⟨

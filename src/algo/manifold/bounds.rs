//! Bounding box of the input points.

use nalgebra::{Point3, Vector3};

use crate::error::{ManifoldError, Result};

/// An axis-aligned bounding box.
#[derive(Debug, Clone, Copy, PartialEq)]
pub struct Aabb {
    /// Component-wise minimum.
    pub min: Point3<f64>,
    /// Component-wise maximum.
    pub max: Point3<f64>,
}

impl Aabb {
    /// Compute the minimal box enclosing all points.
    ///
    /// Fails with [`ManifoldError::EmptyVertices`] when there are no points.
    pub fn from_points(points: &[Point3<f64>]) -> Result<Self> {
        let first = points.first().ok_or(ManifoldError::EmptyVertices)?;
        let mut min = *first;
        let mut max = *first;
        for p in &points[1..] {
            for i in 0..3 {
                min[i] = min[i].min(p[i]);
                max[i] = max[i].max(p[i]);
            }
        }
        Ok(Self { min, max })
    }

    /// Edge lengths of the box.
    #[inline]
    pub fn extent(&self) -> Vector3<f64> {
        self.max - self.min
    }

    /// The root cube of the spatial index: same minimum corner, side equal to
    /// the largest extent. A box collapsed to a point gets side 1.
    pub fn cube(&self) -> (Point3<f64>, f64) {
        let side = self.extent().max();
        if side > 0.0 {
            (self.min, side)
        } else {
            (self.min, 1.0)
        }
    }
}
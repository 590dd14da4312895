//! Triangle/box overlap test used to bin faces into cells.

use nalgebra::{Point3, Vector3};

use super::bounds::Aabb;

/// Squared length below which a candidate separating axis is ignored.
const AXIS_EPSILON_SQ: f64 = 1e-24;

/// Test whether a triangle touches a box, boundary included.
///
/// Separating axis test over the 3 box axes, the triangle normal and the 9
/// edge/axis cross products. The box is inflated by `tolerance` on every
/// side so a triangle lying exactly on a face shared by two cells is
/// reported for both. Degenerate triangles (segments, points) fall back to
/// the axes that remain well defined.
pub fn triangle_overlaps_box(tri: &[Point3<f64>; 3], aabb: &Aabb, tolerance: f64) -> bool {
    let center = Point3::from((aabb.min.coords + aabb.max.coords) * 0.5);
    let half = (aabb.max - aabb.min) * 0.5 + Vector3::repeat(tolerance);

    // Work in box-local coordinates
    let v0 = tri[0] - center;
    let v1 = tri[1] - center;
    let v2 = tri[2] - center;

    // Box face normals
    for i in 0..3 {
        let lo = v0[i].min(v1[i]).min(v2[i]);
        let hi = v0[i].max(v1[i]).max(v2[i]);
        if lo > half[i] || hi < -half[i] {
            return false;
        }
    }

    let e0 = v1 - v0;
    let e1 = v2 - v1;
    let e2 = v0 - v2;

    // Triangle normal
    let normal = e0.cross(&e1);
    if normal.norm_squared() > AXIS_EPSILON_SQ && separates(&normal, &half, &v0, &v1, &v2) {
        return false;
    }

    // Edge x box axis
    for axis in [Vector3::x(), Vector3::y(), Vector3::z()] {
        for edge in [e0, e1, e2] {
            let cross = axis.cross(&edge);
            if cross.norm_squared() > AXIS_EPSILON_SQ && separates(&cross, &half, &v0, &v1, &v2) {
                return false;
            }
        }
    }

    true
}

/// Whether `axis` separates the triangle from a box centred at the origin.
fn separates(
    axis: &Vector3<f64>,
    half: &Vector3<f64>,
    v0: &Vector3<f64>,
    v1: &Vector3<f64>,
    v2: &Vector3<f64>,
) -> bool {
    let p0 = axis.dot(v0);
    let p1 = axis.dot(v1);
    let p2 = axis.dot(v2);

    let radius = half.x * axis.x.abs() + half.y * axis.y.abs() + half.z * axis.z.abs();

    p0.min(p1).min(p2) > radius || p0.max(p1).max(p2) < -radius
}

/// Whether a triangle touching `aabb` makes that box solid.
///
/// A triangle lying in one of the box's face planes belongs to the box behind
/// it only: its normal must point out of the box, and it must cover part of
/// that face with positive area. On the boundary of `root` there is no box
/// behind the plane, so the box inside takes the triangle whichever way it
/// faces. Triangles in no face plane, and degenerate ones, always count.
pub fn face_supports_box(
    tri: &[Point3<f64>; 3],
    aabb: &Aabb,
    root: &Aabb,
    tolerance: f64,
) -> bool {
    let normal = (tri[1] - tri[0]).cross(&(tri[2] - tri[0]));
    if normal.norm_squared() <= AXIS_EPSILON_SQ {
        return true;
    }

    for axis in 0..3 {
        for (plane, outward) in [(aabb.min[axis], -1.0), (aabb.max[axis], 1.0)] {
            if tri.iter().any(|p| (p[axis] - plane).abs() > tolerance) {
                continue;
            }
            let on_root = (plane - root.min[axis]).abs() <= tolerance
                || (plane - root.max[axis]).abs() <= tolerance;
            if !on_root && normal[axis] * outward < 0.0 {
                return false;
            }
            return triangle_covers_face(tri, aabb, axis, tolerance);
        }
    }

    true
}

/// Whether a triangle in a face plane of `aabb` (normal to `axis`) overlaps
/// that face beyond its edges.
fn triangle_covers_face(tri: &[Point3<f64>; 3], aabb: &Aabb, axis: usize, tolerance: f64) -> bool {
    let mut face = *aabb;
    for i in 0..3 {
        let grow = if i == axis { tolerance } else { -tolerance };
        face.min[i] -= grow;
        face.max[i] += grow;
    }
    triangle_overlaps_box(tri, &face, 0.0)
}

#[cfg(test)]
mod tests {
    use super::*;

    fn unit_box() -> Aabb {
        Aabb {
            min: Point3::new(0.0, 0.0, 0.0),
            max: Point3::new(1.0, 1.0, 1.0),
        }
    }

    #[test]
    fn test_triangle_inside() {
        let tri = [
            Point3::new(0.2, 0.2, 0.5),
            Point3::new(0.8, 0.2, 0.5),
            Point3::new(0.5, 0.8, 0.5),
        ];
        assert!(triangle_overlaps_box(&tri, &unit_box(), 0.0));
    }

    #[test]
    fn test_triangle_crossing_without_vertices_inside() {
        // Large triangle slicing through the box
        let tri = [
            Point3::new(-5.0, -5.0, 0.5),
            Point3::new(5.0, -5.0, 0.5),
            Point3::new(0.0, 10.0, 0.5),
        ];
        assert!(triangle_overlaps_box(&tri, &unit_box(), 0.0));
    }

    #[test]
    fn test_triangle_near_corner_separated_by_normal() {
        // Plane x + y + z = 3.2 passes outside the corner (1, 1, 1)
        let tri = [
            Point3::new(3.2, 0.0, 0.0),
            Point3::new(0.0, 3.2, 0.0),
            Point3::new(0.0, 0.0, 3.2),
        ];
        assert!(!triangle_overlaps_box(&tri, &unit_box(), 0.0));
    }

    #[test]
    fn test_triangle_on_shared_face_touches_both_sides() {
        let tri = [
            Point3::new(1.0, 0.2, 0.2),
            Point3::new(1.0, 0.8, 0.2),
            Point3::new(1.0, 0.5, 0.8),
        ];
        let right = Aabb {
            min: Point3::new(1.0, 0.0, 0.0),
            max: Point3::new(2.0, 1.0, 1.0),
        };
        assert!(triangle_overlaps_box(&tri, &unit_box(), 1e-9));
        assert!(triangle_overlaps_box(&tri, &right, 1e-9));
    }

    #[test]
    fn test_degenerate_triangle() {
        let point = [Point3::new(0.5, 0.5, 0.5); 3];
        assert!(triangle_overlaps_box(&point, &unit_box(), 0.0));

        let far = [Point3::new(2.5, 0.5, 0.5); 3];
        assert!(!triangle_overlaps_box(&far, &unit_box(), 0.0));

        // Segment passing diagonally outside the box corner
        let segment = [
            Point3::new(2.4, 0.0, 0.5),
            Point3::new(0.0, 2.4, 0.5),
            Point3::new(2.4, 0.0, 0.5),
        ];
        assert!(!triangle_overlaps_box(&segment, &unit_box(), 0.0));
    }

    #[test]
    fn test_face_on_shared_plane_supports_box_behind_it() {
        let root = Aabb {
            min: Point3::new(0.0, 0.0, 0.0),
            max: Point3::new(2.0, 1.0, 1.0),
        };
        let right = Aabb {
            min: Point3::new(1.0, 0.0, 0.0),
            max: Point3::new(2.0, 1.0, 1.0),
        };
        // Normal +x: out of the unit box, into the right one
        let tri = [
            Point3::new(1.0, 0.2, 0.2),
            Point3::new(1.0, 0.8, 0.2),
            Point3::new(1.0, 0.5, 0.8),
        ];
        assert!(face_supports_box(&tri, &unit_box(), &root, 1e-9));
        assert!(!face_supports_box(&tri, &right, &root, 1e-9));

        let flipped = [tri[0], tri[2], tri[1]];
        assert!(!face_supports_box(&flipped, &unit_box(), &root, 1e-9));
        assert!(face_supports_box(&flipped, &right, &root, 1e-9));
    }

    #[test]
    fn test_face_touching_only_an_edge_does_not_support() {
        let root = Aabb {
            min: Point3::new(0.0, 0.0, 0.0),
            max: Point3::new(2.0, 2.0, 2.0),
        };
        // In the plane x = 1, spanning y in [0, 1]; the box above shares the edge y = 1
        let tri = [
            Point3::new(1.0, 0.0, 0.2),
            Point3::new(1.0, 1.0, 0.2),
            Point3::new(1.0, 0.5, 0.8),
        ];
        let above = Aabb {
            min: Point3::new(0.0, 1.0, 0.0),
            max: Point3::new(1.0, 2.0, 1.0),
        };
        assert!(triangle_overlaps_box(&tri, &above, 1e-9));
        assert!(!face_supports_box(&tri, &above, &root, 1e-9));
        assert!(face_supports_box(&tri, &unit_box(), &root, 1e-9));
    }

    #[test]
    fn test_face_on_root_boundary_supports_inner_box() {
        let root = unit_box();
        // Plane z = 0 with normal +z, pointing into the root
        let tri = [
            Point3::new(0.2, 0.2, 0.0),
            Point3::new(0.8, 0.2, 0.0),
            Point3::new(0.5, 0.8, 0.0),
        ];
        assert!(face_supports_box(&tri, &unit_box(), &root, 1e-9));
    }

    #[test]
    fn test_slanted_and_degenerate_faces_always_support() {
        let root = unit_box();
        let slanted = [
            Point3::new(0.0, 0.0, 0.5),
            Point3::new(1.0, 0.0, 0.6),
            Point3::new(0.0, 1.0, 0.7),
        ];
        assert!(face_supports_box(&slanted, &unit_box(), &root, 1e-9));
        let point = [Point3::new(1.0, 0.5, 0.5); 3];
        assert!(face_supports_box(&point, &unit_box(), &root, 1e-9));
    }
}
//! Error types for watertight.
//!
//! Every fallible operation in the crate returns [`Result`]. Input validation
//! errors are raised before any spatial-index work starts, so a failed call
//! never leaves partial output behind.

use std::path::PathBuf;
use thiserror::Error;

/// Result type alias using [`ManifoldError`].
pub type Result<T> = std::result::Result<T, ManifoldError>;

/// Errors that can occur while loading, repairing or saving a mesh.
#[derive(Error, Debug)]
pub enum ManifoldError {
    /// The input has no vertices.
    #[error("input mesh has no vertices")]
    EmptyVertices,

    /// A face references a vertex that does not exist.
    #[error("face {face} references invalid vertex index {vertex}")]
    InvalidVertexIndex {
        /// The face index.
        face: usize,
        /// The offending index as given by the caller (may be negative).
        vertex: i64,
    },

    /// A flat buffer does not hold whole rows of three values.
    #[error("{name} buffer of length {len} is not a multiple of 3")]
    InvalidDimension {
        /// Which buffer was malformed.
        name: &'static str,
        /// Its length.
        len: usize,
    },

    /// A vertex coordinate is NaN or infinite.
    #[error("vertex {vertex} has a non-finite coordinate")]
    NonFiniteVertex {
        /// The vertex index.
        vertex: usize,
    },

    /// Invalid parameter value.
    #[error("invalid parameter: {name} = {value} ({reason})")]
    InvalidParameter {
        /// Parameter name.
        name: &'static str,
        /// The invalid value (as string).
        value: String,
        /// Reason the value is invalid.
        reason: &'static str,
    },

    /// The requested subdivision would exceed the memory budget.
    #[error("resource exhausted: {what} needs {requested}, limit is {limit}")]
    ResourceExhausted {
        /// What ran out.
        what: &'static str,
        /// How much was requested.
        requested: usize,
        /// The configured or hard limit.
        limit: usize,
    },

    /// File I/O error.
    #[error("I/O error: {0}")]
    Io(#[from] std::io::Error),

    /// Error loading mesh from file.
    #[error("failed to load mesh from {path}: {message}")]
    LoadError {
        /// The file path.
        path: PathBuf,
        /// Error message.
        message: String,
    },

    /// Error saving mesh to file.
    #[error("failed to save mesh to {path}: {message}")]
    SaveError {
        /// The file path.
        path: PathBuf,
        /// Error message.
        message: String,
    },

    /// Unsupported file format.
    #[error("unsupported file format: {extension}")]
    UnsupportedFormat {
        /// The file extension.
        extension: String,
    },
}

impl ManifoldError {
    /// Create an invalid parameter error.
    pub fn invalid_param<T: std::fmt::Display>(
        name: &'static str,
        value: T,
        reason: &'static str,
    ) -> Self {
        ManifoldError::InvalidParameter {
            name,
            value: value.to_string(),
            reason,
        }
    }

    /// Whether this error was caused by malformed caller input.
    pub fn is_invalid_input(&self) -> bool {
        matches!(
            self,
            ManifoldError::EmptyVertices
                | ManifoldError::InvalidVertexIndex { .. }
                | ManifoldError::InvalidDimension { .. }
                | ManifoldError::NonFiniteVertex { .. }
                | ManifoldError::InvalidParameter { .. }
        )
    }
}

#[cfg(test)]
mod tests {
    use super::*;

    #[test]
    fn test_invalid_param_message() {
        let err = ManifoldError::invalid_param("depth", -2, "must be non-negative");
        assert_eq!(
            err.to_string(),
            "invalid parameter: depth = -2 (must be non-negative)"
        );
        assert!(err.is_invalid_input());
    }

    #[test]
    fn test_resource_error_is_not_input() {
        let err = ManifoldError::ResourceExhausted {
            what: "octree cells",
            requested: 10,
            limit: 5,
        };
        assert!(!err.is_invalid_input());
    }
}
//! Shared test meshes.

use nalgebra::{Point3, Vector3};

use super::grid::GridFrame;
use super::octree::Octree;
use crate::mesh::TriangleMesh;

/// A sliver triangle strictly inside each listed leaf of a unit root cube.
pub fn cells_mesh(cells: &[[u32; 3]], depth: u32) -> TriangleMesh {
    let h = 1.0 / (1u32 << depth) as f64;
    let mut mesh = TriangleMesh::default();
    for &[x, y, z] in cells {
        let c = Point3::new(
            (x as f64 + 0.5) * h,
            (y as f64 + 0.5) * h,
            (z as f64 + 0.5) * h,
        );
        let base = mesh.vertices.len();
        mesh.vertices.push(c);
        mesh.vertices.push(c + Vector3::new(0.1 * h, 0.0, 0.0));
        mesh.vertices.push(c + Vector3::new(0.0, 0.1 * h, 0.0));
        mesh.faces.push([base, base + 1, base + 2]);
    }
    mesh
}

/// Octree over [`cells_mesh`] in the unit root cube.
pub fn tree_for(cells: &[[u32; 3]], depth: u32) -> Octree {
    let frame = GridFrame::new(Point3::origin(), 1.0, depth).unwrap();
    Octree::build(frame, &cells_mesh(cells, depth), usize::MAX, false).unwrap()
}

/// Axis-aligned box as 12 outward-facing triangles.
pub fn box_mesh(min: Point3<f64>, max: Point3<f64>) -> TriangleMesh {
    let vertices = vec![
        Point3::new(min.x, min.y, min.z),
        Point3::new(max.x, min.y, min.z),
        Point3::new(max.x, max.y, min.z),
        Point3::new(min.x, max.y, min.z),
        Point3::new(min.x, min.y, max.z),
        Point3::new(max.x, min.y, max.z),
        Point3::new(max.x, max.y, max.z),
        Point3::new(min.x, max.y, max.z),
    ];
    let faces = vec![
        [0, 2, 1],
        [0, 3, 2],
        [4, 5, 6],
        [4, 6, 7],
        [0, 1, 5],
        [0, 5, 4],
        [2, 3, 7],
        [2, 7, 6],
        [1, 2, 6],
        [1, 6, 5],
        [0, 4, 7],
        [0, 7, 3],
    ];
    TriangleMesh::new(vertices, faces)
}
//! Benchmarks for manifold reconstruction.

use criterion::{criterion_group, criterion_main, BenchmarkId, Criterion};
use watertight::algo::manifold::{GridFrame, Octree};
use watertight::prelude::*;
use nalgebra::Point3;

/// UV sphere of unit radius with `n` rings and `2n` segments.
fn create_sphere(n: usize) -> TriangleMesh {
    let segments = 2 * n;
    let mut vertices = vec![Point3::new(0.0, 0.0, 1.0)];
    for ring in 1..n {
        let theta = std::f64::consts::PI * ring as f64 / n as f64;
        for s in 0..segments {
            let phi = 2.0 * std::f64::consts::PI * s as f64 / segments as f64;
            vertices.push(Point3::new(
                theta.sin() * phi.cos(),
                theta.sin() * phi.sin(),
                theta.cos(),
            ));
        }
    }
    let south = vertices.len();
    vertices.push(Point3::new(0.0, 0.0, -1.0));

    let ring_start = |ring: usize| 1 + (ring - 1) * segments;
    let mut faces = Vec::new();
    for s in 0..segments {
        let t = (s + 1) % segments;
        faces.push([0, ring_start(1) + s, ring_start(1) + t]);
        faces.push([south, ring_start(n - 1) + t, ring_start(n - 1) + s]);
    }
    for ring in 1..n - 1 {
        for s in 0..segments {
            let t = (s + 1) % segments;
            let (a, b) = (ring_start(ring) + s, ring_start(ring) + t);
            let (c, d) = (ring_start(ring + 1) + s, ring_start(ring + 1) + t);
            faces.push([a, c, d]);
            faces.push([a, d, b]);
        }
    }

    TriangleMesh::new(vertices, faces)
}

fn bench_octree(c: &mut Criterion) {
    let mesh = create_sphere(32);
    let bounds = watertight::algo::manifold::Aabb::from_points(&mesh.vertices).unwrap();

    let mut group = c.benchmark_group("octree_build");
    for depth in [5u32, 6, 7] {
        let frame = GridFrame::from_bounds(&bounds, depth).unwrap();
        group.bench_with_input(BenchmarkId::from_parameter(depth), &frame, |b, &frame| {
            b.iter(|| Octree::build(frame, &mesh, usize::MAX, true).unwrap());
        });
    }
    group.finish();
}

fn bench_process(c: &mut Criterion) {
    let mesh = create_sphere(32);

    let mut group = c.benchmark_group("process_sphere");
    group.sample_size(20);
    for depth in [5u32, 6] {
        group.bench_with_input(BenchmarkId::new("parallel", depth), &depth, |b, &depth| {
            let manifold = Manifold::new(ManifoldOptions::default().with_depth(depth));
            b.iter(|| manifold.process(&mesh).unwrap());
        });
        group.bench_with_input(BenchmarkId::new("sequential", depth), &depth, |b, &depth| {
            let manifold = Manifold::new(ManifoldOptions::default().with_depth(depth).sequential());
            b.iter(|| manifold.process(&mesh).unwrap());
        });
    }
    group.finish();
}

fn bench_topology(c: &mut Criterion) {
    let output = Manifold::new(ManifoldOptions::default().with_depth(6))
        .process(&create_sphere(32))
        .unwrap();

    c.bench_function("topology_report", |b| {
        b.iter(|| output.mesh.topology());
    });
}

criterion_group!(benches, bench_octree, bench_process, bench_topology);
criterion_main!(benches);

⟩

§ **Description of the task**
In how many lines above does the word "watertight" appear? Answer with only the number.

§ **Solution to the problem**
4